TF 4A_322/2012

2012-2013

art. 158 CPC

Le TF rappelle que la preuve à futur peut servir d’outil destiné à évaluer les chances de succès d’un procès. Sous l’angle de l’intérêt digne de protection (art. 158 al. 1 let. b CPC), le requérant doit rendre vraisemblable, d’une part, qu’un état de fait qui lui accorde un droit existe et, d’autre part, que la preuve requise est apte à prouver l’existence de cet état de fait. L’établissement de l’intérêt digne de protection ne doit toutefois pas être soumis à des exigences trop élevées. Une requête de preuve à futur ne peut être rejetée que s’il apparaît que cet intérêt n’existe manifestement pas, ce qui sera notamment le cas lorsque le moyen de preuve requis est clairement inapproprié (c. 2.2.1).

Dans la procédure de preuve à futur selon l’article 158 al. 1 CPC, la question litigieuse (« das Prozessthema ») n’est pas encore arrêtée définitivement au stade de l’administration des preuves préalable à l’introduction du procès principal.
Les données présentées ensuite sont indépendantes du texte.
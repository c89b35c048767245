use serde_json::Value;

/// Truthiness of a JSON value, as seen by condition gates and bare-path
/// expressions.
///
/// Falsy: `null`, `false`, `0`, `""`, `[]`. Everything else is truthy,
/// including empty objects.
pub fn is_truthy(value: &Value) -> bool {
    match value {
        Value::Null => false,
        Value::Bool(b) => *b,
        Value::Number(n) => n.as_f64().map(|f| f != 0.0).unwrap_or(true),
        Value::String(s) => !s.is_empty(),
        Value::Array(items) => !items.is_empty(),
        Value::Object(_) => true,
    }
}

/// Render a JSON value as display text. Strings drop their quotes, `null`
/// becomes the empty string, containers serialize compactly.
pub fn value_to_string(value: &Value) -> String {
    match value {
        Value::String(s) => s.clone(),
        Value::Null => String::new(),
        other => other.to_string(),
    }
}

/// Convert a value to f64 where a numeric reading exists.
pub fn value_to_f64(value: &Value) -> Option<f64> {
    match value {
        Value::Number(n) => n.as_f64(),
        Value::String(s) => s.parse::<f64>().ok(),
        _ => None,
    }
}

/// Strict equality over optional values, where `None` stands for an
/// undefined path. Undefined equals only undefined; numbers compare as
/// f64 with an epsilon; all other pairs compare structurally.
pub fn loosely_equal(left: Option<&Value>, right: Option<&Value>) -> bool {
    match (left, right) {
        (None, None) => true,
        (None, Some(_)) | (Some(_), None) => false,
        (Some(Value::Number(a)), Some(Value::Number(b))) => match (a.as_f64(), b.as_f64()) {
            (Some(x), Some(y)) => (x - y).abs() < f64::EPSILON,
            _ => a == b,
        },
        (Some(a), Some(b)) => a == b,
    }
}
Il appartient au requérant de fournir au tribunal les informations nécessaires au sujet de l’état de fait et de déterminer la preuve proposée (c. 2.2.2).

Le TF juge arbitraire la décision rendue par les juges cantonaux, qui avaient écarté la requête de preuve à futur au motif que d’autres circonstances que l’accident de circulation subi par le requérant pouvaient justifier le traumatisme qui faisait l’objet de l’expertise demandée. Le fait que les circonstances invoquées par l’intimé pour nier l’existence du lien de causalité entre l’accident et le traumatisme étaient litigieuses rendait, selon le tribunal cantonal, la preuve à futur sans objet : l’expertise requise ne serait de toute façon pas apte à prouver le lien de causalité entre l’un et l’autre et devrait de toute façon être complétée dans le procès au fond ; le requérant ne pouvait dès lors justifier d’aucun intérêt digne de protection. Or, pour le TF, les circonstances invoquées par l’intimé peuvent précisément faire l’objet de questions soumises à l’expert. Rejeter la requête de preuve à futur au motif qu’il y aurait trop d’incertitudes quant à l’état de fait (« (…) der massgebliche Sachverhalt sei umstritten und damit unklar ») est arbitraire, le but de cet instrument étant précisément de lever cette incertitude. L’intérêt digne de protection ressortant justement du fait que certains aspects de l’état de fait sont litigieux, il est ainsi tout à fait normal que, à ce stade de la procédure, l’état de fait ne soit pas encore entièrement établi (c. 2.5).